Surface charge transfer
doping (SCTD) has emerged as an efficient
approach to tune the electrical and optical properties of semiconductor
nanostructures. As an important II–VI semiconductor, cadmium
sulfide (CdS) nanostructures possess superior optoelectronic properties.
However, the SCTD on the CdS nanostructures remains a challenge, and
the underlying mechanism for optical property modulation is unclear.
Herein, we demonstrate that both the electrical and Raman scattering
properties of CdS nanoribbons (NRs) can be tuned by using MoO3 and benzyl viologen (BV) as surface dopants. The MoO3 (or BV) molecules, which have a high work function (or strong
reducing capability), can extract (or inject) electrons from (or into)

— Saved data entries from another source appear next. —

//! This module defines the reconstructed events handed over to the analysis

use crate::{
    momentum::{pseudorapidity, transverse, ThreeVector},
    numeric::{masses, Float},
};
use std::collections::{hash_map::Entry, HashMap};

/// Reconstructed track
#[derive(Clone, Debug, PartialEq)]
pub struct Track {
    /// Track identifier
    ///
    /// Tracking-only surrogate tracks carry `-(id + 1)`, where `id` is the
    /// identifier of the global track which holds their PID information.
    ///
    pub id: i32,

    /// Momentum at the primary vertex (GeV/c)
    pub momentum: ThreeVector,

    /// Electric charge in units of e
    pub charge: i8,

    /// Signed transverse impact parameter to the primary vertex (cm)
    pub d0: Float,

    /// Position of the track once propagated to the reference radius (cm)
    pub position_at_radius: ThreeVector,

    /// Reconstruction filter bits
    pub filter_map: u32,

    /// Number of TPC clusters
    pub tpc_clusters: u16,
}
//
impl Track {
    /// Transverse momentum
    pub fn pt(&self) -> Float {
        transverse(&self.momentum)
    }

    /// Pseudorapidity
    pub fn eta(&self) -> Float {
        pseudorapidity(&self.momentum)
    }

    /// Truth that this is a tracking-only surrogate of another track
    pub fn is_surrogate(&self) -> bool {
        self.id < 0
    }
}

/// Reconstructed V0 (neutral two-prong decay) candidate
#[derive(Clone, Debug, PartialEq)]
pub struct V0 {
    /// Total momentum (GeV/c)
    pub momentum: ThreeVector,

    /// Invariant mass under the Λ → p π⁻ hypothesis
    pub mass_lambda: Float,

    /// Invariant mass under the Λ̄ → p̄ π⁺ hypothesis
    pub mass_anti_lambda: Float,

    /// Position of the decay vertex (cm)
    pub decay_vertex: ThreeVector,

    /// Distance of closest approach of the V0 to the primary vertex (cm)
    pub dca_to_primary: Float,

    /// Identifiers of the positive and negative daughter tracks
    pub daughter_ids: [i32; 2],

    /// Momenta of the positive and negative daughters
    pub daughter_momenta: [ThreeVector; 2],

    /// Positions of the positive and negative daughters at the reference
    /// radius
    pub daughter_positions: [ThreeVector; 2],
}
//
impl V0 {
    /// Index of the positive daughter in the daughter arrays
    pub const POSITIVE: usize = 0;

    /// Index of the negative daughter in the daughter arrays
    pub const NEGATIVE: usize = 1;

    /// Proper decay length, assuming the Λ mass
    pub fn proper_decay_length(&self, primary_vertex: &ThreeVector) -> Float {
        (self.decay_vertex - primary_vertex).norm() * masses::LAMBDA / self.momentum.norm()
    }

    /// Truth that a track is one of the V0 daughters
    pub fn has_daughter(&self, track_id: i32) -> bool {
        self.daughter_ids.contains(&track_id)
    }
}

/// Reconstructed collision event
#[derive(Clone, Debug, PartialEq)]
pub struct Event {
    /// Position of the event in the processed stream
    pub sequence: u64,

    /// Run number
    pub run_number: i32,

    /// Number of the event within its input file
    pub event_in_file: u32,

    /// Primary vertex position (cm), if one was reconstructed
    pub primary_vertex: Option<ThreeVector>,

    /// Centrality percentile
    pub centrality: Float,

    /// Magnetic field (kG)
    pub magnetic_field: Float,

    /// Reconstructed tracks
    pub tracks: Vec<Track>,

    /// Reconstructed V0s
    pub v0s: Vec<V0>,
}

/// Per-event lookup table from track identifiers to tracks
///
/// Used to resolve tracking-only surrogates to the global tracks holding
/// their PID information. Only lives as long as the event it was built from.
///
pub struct TrackReferences<'event> {
    tracks: &'event [Track],
    by_id: HashMap<i32, usize>,
}
//
impl<'event> TrackReferences<'event> {
    /// Index the global tracks of an event
    pub fn new(tracks: &'event [Track]) -> Self {
        let mut by_id = HashMap::with_capacity(tracks.len());
        for (index, track) in tracks.iter().enumerate() {
            if track.is_surrogate() {
                continue;
            }
            match by_id.entry(track.id) {
                Entry::Vacant(entry) => {
                    entry.insert(index);
                }
                Entry::Occupied(mut entry) => {
                    // Tracks without filter bits nor TPC clusters never
                    // replace a stored track
                    if track.filter_map == 0 && track.tpc_clusters == 0 {
                        continue;
                    }
                    let stored: &Track = &tracks[*entry.get()];
                    if stored.filter_map != 0 || stored.tpc_clusters != 0 {
                        tracing::warn!(
                            id = track.id,
                            stored_clusters = stored.tpc_clusters,
                            new_clusters = track.tpc_clusters,
                            stored_filter_map = stored.filter_map,
                            new_filter_map = track.filter_map,
                            "Global track information already present"
                        );
                    }
                    entry.insert(index);
                }
            }
        }
        Self { tracks, by_id }
    }

    /// Global track with a given identifier
    pub fn get(&self, id: i32) -> Option<&'event Track> {
        self.by_id.get(&id).map(|&index| &self.tracks[index])
    }

    /// Track which holds the PID information of a given track
    pub fn pid_track(&self, track: &'event Track) -> Option<&'event Track> {
        if track.is_surrogate() {
            // -(id + 1) cannot overflow for negative identifiers
            self.get(-1 - track.id)
        } else {
            Some(track)
        }
    }
}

the CdS NRs because of the large difference in energy levels, leading
to electron depletion (or accumulation) within the CdS NRs. By controlling
the amount of surface dopants, the electron concentration as well
as resistivity of the CdS NRs can be readily modulated. Significantly,
Raman scattering properties of the CdS NRs can be fine-tuned due to
a strong electron–phonon coupling effect. A mechanism based
on the semiclassical longitudinal–optical–phonon–plasmon
theory is first proposed to explain the SCTD-induced Raman scattering
modulation. Our findings offer a feasible route for the modulation
of the electrical and optical properties of compound semiconductor
nanostructures.